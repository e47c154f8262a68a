//! Object-safe pool surface.
//!
//! [`MessagePool`] is what callers hold when the transport capability is
//! decided at build time: [`WebSocketPool`] where a connector exists,
//! [`NoopPool`](super::NoopPool) where it does not.

// ============================================================================
// Imports
// ============================================================================

use async_trait::async_trait;

use crate::error::Result;
use crate::identifiers::{MessageId, SubscriptionId};
use crate::protocol::Message;

use super::core::WebSocketPool;
use super::stats::{PoolHealth, PoolStatistics};
use super::subscription::{Pattern, SubscriberFn, SubscriptionHandle};

// ============================================================================
// MessagePool
// ============================================================================

/// Pool operations independent of the transport backing them.
#[async_trait]
pub trait MessagePool: Send + Sync {
    /// Opens the configured endpoints. Returns `true` if any is active.
    async fn connect(&self) -> bool;

    /// Sends a message. Returns `true` if it was written or queued.
    fn send(&self, message: Message) -> bool;

    /// Sends a message, reporting why it was rejected.
    ///
    /// # Errors
    ///
    /// Implementation specific; see [`WebSocketPool::try_send`].
    fn try_send(&self, message: Message) -> Result<MessageId>;

    /// Registers a subscriber.
    fn subscribe(&self, pattern: Pattern, callback: SubscriberFn) -> SubscriptionHandle;

    /// Removes a subscriber by ID.
    fn unsubscribe(&self, id: SubscriptionId);

    /// Aggregate health, or `None` without a transport.
    fn health_status(&self) -> Option<PoolHealth>;

    /// Detailed snapshot, or `None` without a transport.
    fn statistics(&self) -> Option<PoolStatistics>;

    /// Tears the pool down.
    fn disconnect(&self);
}

#[async_trait]
impl MessagePool for WebSocketPool {
    async fn connect(&self) -> bool {
        WebSocketPool::connect(self).await
    }

    fn send(&self, message: Message) -> bool {
        WebSocketPool::send(self, message)
    }

    fn try_send(&self, message: Message) -> Result<MessageId> {
        WebSocketPool::try_send(self, message)
    }

    fn subscribe(&self, pattern: Pattern, callback: SubscriberFn) -> SubscriptionHandle {
        WebSocketPool::subscribe(self, pattern, callback)
    }

    fn unsubscribe(&self, id: SubscriptionId) {
        WebSocketPool::unsubscribe(self, id);
    }

    fn health_status(&self) -> Option<PoolHealth> {
        WebSocketPool::health_status(self)
    }

    fn statistics(&self) -> Option<PoolStatistics> {
        WebSocketPool::statistics(self)
    }

    fn disconnect(&self) {
        WebSocketPool::disconnect(self);
    }
}
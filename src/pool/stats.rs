//! Read-only pool snapshots.
//!
//! Building a snapshot never changes pool state.

// ============================================================================
// Imports
// ============================================================================

use std::collections::BTreeMap;

use serde::Serialize;

use crate::identifiers::ConnectionId;

use super::config::LoadBalancingStrategy;
use super::connection::ConnectionState;

// ============================================================================
// PoolHealth
// ============================================================================

/// Aggregate pool health.
#[derive(Debug, Clone, PartialEq, Serialize)]
#[serde(rename_all = "camelCase")]
pub struct PoolHealth {
    /// Connections currently tracked, in any state.
    pub total_connections: usize,
    /// Connections in the `connected` state.
    pub active_connections: usize,
    /// Connections in the `failed` state.
    pub failed_connections: usize,
    /// Mean health over tracked connections; `0.0` when there are none.
    pub average_health: f64,
    /// Messages waiting in all queues.
    pub queued_messages: usize,
    /// Messages written since the pool was built, retired connections included.
    pub messages_sent: u64,
    /// Frames received since the pool was built, retired connections included.
    pub messages_received: u64,
}

// ============================================================================
// ConnectionStats
// ============================================================================

/// Snapshot of one connection.
#[derive(Debug, Clone, PartialEq, Serialize)]
#[serde(rename_all = "camelCase")]
pub struct ConnectionStats {
    /// Connection ID.
    pub id: ConnectionId,
    /// Target endpoint.
    pub url: String,
    /// Lifecycle state.
    pub state: ConnectionState,
    /// Health score in `[0, 1]`.
    pub health: f64,
    /// Messages written on this connection.
    pub messages_sent: u64,
    /// Frames received on this connection.
    pub messages_received: u64,
    /// Messages waiting in this connection's queue.
    pub queued_messages: usize,
    /// Consecutive reconnection attempts on this endpoint.
    pub reconnect_attempts: u32,
    /// Milliseconds since the last send or receive.
    pub idle_ms: u64,
    /// Most recent error, if any.
    pub last_error: Option<String>,
    /// Subscriptions naming this connection as preferred.
    pub preferred_by: usize,
}

// ============================================================================
// LoadBalancerStats
// ============================================================================

/// Load balancer state.
#[derive(Debug, Clone, PartialEq, Eq, Serialize)]
#[serde(rename_all = "camelCase")]
pub struct LoadBalancerStats {
    /// Active strategy.
    pub strategy: LoadBalancingStrategy,
    /// Round-robin cursor.
    pub cursor: usize,
}

// ============================================================================
// PoolStatistics
// ============================================================================

/// Detailed pool snapshot.
#[derive(Debug, Clone, PartialEq, Serialize)]
#[serde(rename_all = "camelCase")]
pub struct PoolStatistics {
    /// Aggregate health.
    pub health: PoolHealth,
    /// Per-connection detail keyed by connection ID.
    pub connections: BTreeMap<ConnectionId, ConnectionStats>,
    /// Load balancer state.
    pub load_balancer: LoadBalancerStats,
    /// Registered subscriptions.
    pub subscriptions: usize,
}

// ============================================================================
// Tests
// ============================================================================
//! WebSocket protocol message types.
//!
//! Messages are JSON objects sent as single text frames. No further framing
//! (length prefixes, compression) is applied; the transport's own message
//! boundaries delimit them.
//!
//! | Message Type | Direction | Purpose |
//! |--------------|-----------|---------|
//! | [`Message`] | Caller → Pool | Submission from application code |
//! | [`OutboundMessage`] | Pool → Remote | Stamped, queued wire message |
//! | [`InboundMessage`] | Remote → Pool | Routed to subscribers |
//!
//! # Modules
//!
//! | Module | Description |
//! |--------|-------------|
//! | `inbound` | Parsing of received frames |
//! | `outbound` | Submission and wire types |

// ============================================================================
// Submodules
// ============================================================================

/// Received message type.
pub mod inbound;

/// Submitted and stamped message types.
pub mod outbound;

// ============================================================================
// Re-exports
// ============================================================================

pub use inbound::InboundMessage;
pub use outbound::{HEARTBEAT_TYPE, Message, OutboundMessage, Priority};
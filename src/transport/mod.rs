//! Transport layer.
//!
//! The pool depends on transports only through the traits in `connector`:
//! open/close/error/message events, `send(text)` and `close(code, reason)`.
//!
//! # Architecture
//!
//! ```text
//! ┌─────────────────┐   Connector::open    ┌─────────────────┐
//! │  WebSocketPool  │─────────────────────►│  Endpoint       │
//! │                 │                      │  (ws:// server) │
//! │  Transport      │──── text frames ────►│                 │
//! │  EventStream    │◄─── TransportEvent ──│                 │
//! └─────────────────┘                      └─────────────────┘
//! ```
//!
//! # Modules
//!
//! | Module | Description |
//! |--------|-------------|
//! | `connector` | `Connector` / `Transport` traits and `TransportEvent` |
//! | `websocket` | `tokio-tungstenite` implementation |

// ============================================================================
// Submodules
// ============================================================================

/// Transport traits and events.
pub mod connector;

/// WebSocket transport over `tokio-tungstenite`.
pub mod websocket;

// ============================================================================
// Re-exports
// ============================================================================

pub use connector::{
    CLOSE_HEALTH_DEPLETED, CLOSE_NORMAL, Connector, EventStream, OpenedTransport, Transport,
    TransportEvent,
};
pub use websocket::WebSocketConnector;
//! Outbound delivery: load balancing, queueing, backpressure and draining.

mod common;

// ============================================================================
// Imports
// ============================================================================

use std::time::Duration;

use serde_json::json;

use common::{MockConnector, builder, settle};
use ws_connection_pool::{Error, LoadBalancingStrategy, Message, Priority};

// ============================================================================
// Constants
// ============================================================================

const A: &str = "ws://kitchen-a.local/orders";
const B: &str = "ws://kitchen-b.local/orders";
const C: &str = "ws://kitchen-c.local/orders";

fn order(n: u64) -> Message {
    Message::new("order.created", json!({ "order": n }))
}

// ============================================================================
// Direct Writes
// ============================================================================

#[tokio::test(start_paused = true)]
async fn test_connected_send_writes_immediately() {
    let connector = MockConnector::new();
    let pool = builder(&connector).url(A).build().expect("build");
    assert!(pool.connect().await);

    assert!(pool.send(order(1)));

    let health = pool.health_status().expect("health");
    assert_eq!(health.messages_sent, 1);
    assert_eq!(health.queued_messages, 0);

    let stats = pool.statistics().expect("stats");
    let connection = stats.connections.values().next().expect("connection");
    assert_eq!(connection.messages_sent, 1);
    assert_eq!(connection.queued_messages, 0);
}

#[tokio::test(start_paused = true)]
async fn test_wire_format() {
    let connector = MockConnector::new();
    let pool = builder(&connector).url(A).build().expect("build");
    assert!(pool.connect().await);

    let id = pool
        .try_send(
            Message::new("payment.captured", json!({ "amount": 1250 }))
                .with_priority(Priority::High)
                .with_max_retries(1),
        )
        .expect("send");

    let frames = connector.link(0).sent_json();
    assert_eq!(frames.len(), 1);

    let frame = &frames[0];
    assert_eq!(frame["id"], id.as_u64());
    assert_eq!(frame["type"], "payment.captured");
    assert_eq!(frame["data"]["amount"], 1250);
    assert_eq!(frame["priority"], "high");
    assert_eq!(frame["retryCount"], 0);
    assert_eq!(frame["maxRetries"], 1);
    assert!(frame["timestamp"].as_u64().expect("timestamp") > 0);
}

#[tokio::test(start_paused = true)]
async fn test_message_ids_increase() {
    let connector = MockConnector::new();
    let pool = builder(&connector).url(A).build().expect("build");
    assert!(pool.connect().await);

    let first = pool.try_send(order(1)).expect("send");
    let second = pool.try_send(order(2)).expect("send");
    assert!(second > first);
}

#[tokio::test(start_paused = true)]
async fn test_round_robin_is_fair() {
    let connector = MockConnector::new();
    let pool = builder(&connector)
        .urls([A, B, C])
        .load_balancing_strategy(LoadBalancingStrategy::RoundRobin)
        .build()
        .expect("build");
    assert!(pool.connect().await);

    for n in 0..9 {
        assert!(pool.send(order(n)));
    }

    for link in connector.links() {
        assert_eq!(link.sent().len(), 3, "{} got an unfair share", link.url);
    }
    assert_eq!(pool.statistics().expect("stats").load_balancer.cursor, 9);
}

#[tokio::test(start_paused = true)]
async fn test_health_based_avoids_degraded_connection() {
    let connector = MockConnector::new();
    let pool = builder(&connector)
        .urls([A, B])
        .max_connections(2)
        .build()
        .expect("build");
    assert!(pool.connect().await);

    let degraded = connector.links_for(A).remove(0);
    degraded.push_error("flaky");
    settle().await;

    for n in 0..4 {
        assert!(pool.send(order(n)));
    }

    assert!(degraded.sent().is_empty());
    assert_eq!(connector.links_for(B)[0].sent().len(), 4);
}

#[tokio::test(start_paused = true)]
async fn test_failed_write_costs_health() {
    let connector = MockConnector::new();
    let pool = builder(&connector).url(A).build().expect("build");
    assert!(pool.connect().await);

    connector.link(0).set_failing(true);

    assert!(!pool.send(order(1)));
    assert!(matches!(pool.try_send(order(2)), Err(Error::ConnectionClosed)));

    let health = pool.health_status().expect("health");
    assert!((health.average_health - 0.8).abs() < 1e-9);
    assert_eq!(health.messages_sent, 0);
    assert_eq!(health.queued_messages, 0, "direct write failures are not queued");
}

#[tokio::test(start_paused = true)]
async fn test_repeated_write_failures_remove_connection_without_failover() {
    let connector = MockConnector::new();
    let pool = builder(&connector)
        .url(A)
        .enable_failover(false)
        .build()
        .expect("build");
    assert!(pool.connect().await);

    let link = connector.link(0);
    link.set_failing(true);

    for n in 0..10 {
        assert!(!pool.send(order(n)));
    }

    assert_eq!(link.close_codes(), vec![4000]);
    assert_eq!(pool.health_status().expect("health").total_connections, 0);
    assert!(matches!(
        pool.try_send(order(11)),
        Err(Error::NoConnectionAvailable)
    ));
}

// ============================================================================
// Queueing
// ============================================================================

#[tokio::test(start_paused = true)]
async fn test_backpressure_keeps_queue_capacity() {
    let connector = MockConnector::new();
    let pool = builder(&connector)
        .url(A)
        .message_queue_size(5)
        .reconnect_delay(Duration::from_secs(60))
        .build()
        .expect("build");
    assert!(pool.connect().await);

    connector.link(0).close_remote(1006);
    settle().await;

    let accepted = (0..8).filter(|&n| pool.send(order(n))).count();
    assert_eq!(accepted, 5);

    match pool.try_send(order(99)) {
        Err(Error::QueueFull { capacity, .. }) => assert_eq!(capacity, 5),
        other => panic!("expected QueueFull, got {other:?}"),
    }

    let health = pool.health_status().expect("health");
    assert_eq!(health.queued_messages, 5);
    assert_eq!(health.messages_sent, 0);
}

#[tokio::test(start_paused = true)]
async fn test_queue_drains_in_batches_after_reconnect() {
    let connector = MockConnector::new();
    let pool = builder(&connector)
        .url(A)
        .reconnect_delay(Duration::from_millis(100))
        .health_check_interval(Duration::from_secs(1))
        .build()
        .expect("build");
    assert!(pool.connect().await);

    connector.link(0).close_remote(1006);
    settle().await;

    for n in 0..25 {
        assert!(pool.send(order(n)));
    }
    assert_eq!(pool.health_status().expect("health").queued_messages, 25);

    // Reconnected at +100ms; the queue moved to the replacement.
    tokio::time::sleep(Duration::from_millis(150)).await;
    let replacement = connector.link(1);
    assert!(replacement.sent().is_empty(), "queue drains on the sweep only");
    assert_eq!(pool.health_status().expect("health").queued_messages, 25);

    tokio::time::sleep(Duration::from_secs(1)).await;
    assert_eq!(replacement.sent_of_type("order.created").len(), 10);

    tokio::time::sleep(Duration::from_secs(1)).await;
    assert_eq!(replacement.sent_of_type("order.created").len(), 20);

    tokio::time::sleep(Duration::from_secs(1)).await;
    let frames = replacement.sent_of_type("order.created");
    assert_eq!(frames.len(), 25);

    let order_numbers: Vec<u64> = frames
        .iter()
        .map(|frame| frame["data"]["order"].as_u64().expect("order"))
        .collect();
    assert_eq!(order_numbers, (0..25).collect::<Vec<_>>(), "FIFO order");
    assert_eq!(pool.health_status().expect("health").queued_messages, 0);
}

#[tokio::test(start_paused = true)]
async fn test_queue_is_dropped_when_budget_exhausted() {
    let connector = MockConnector::new();
    connector.script(A, &[common::Behavior::Open, common::Behavior::Fail]);

    let pool = builder(&connector)
        .url(A)
        .reconnect_delay(Duration::from_millis(100))
        .max_reconnect_attempts(1)
        .build()
        .expect("build");
    assert!(pool.connect().await);

    connector.link(0).close_remote(1006);
    settle().await;
    assert!(pool.send(order(1)));
    assert_eq!(pool.health_status().expect("health").queued_messages, 1);

    tokio::time::sleep(Duration::from_millis(150)).await;

    let health = pool.health_status().expect("health");
    assert_eq!(health.total_connections, 0);
    assert_eq!(health.queued_messages, 0);
}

====

Lines in the listing that include the word "PoolStatistics": how many are there? Give the number alone.

5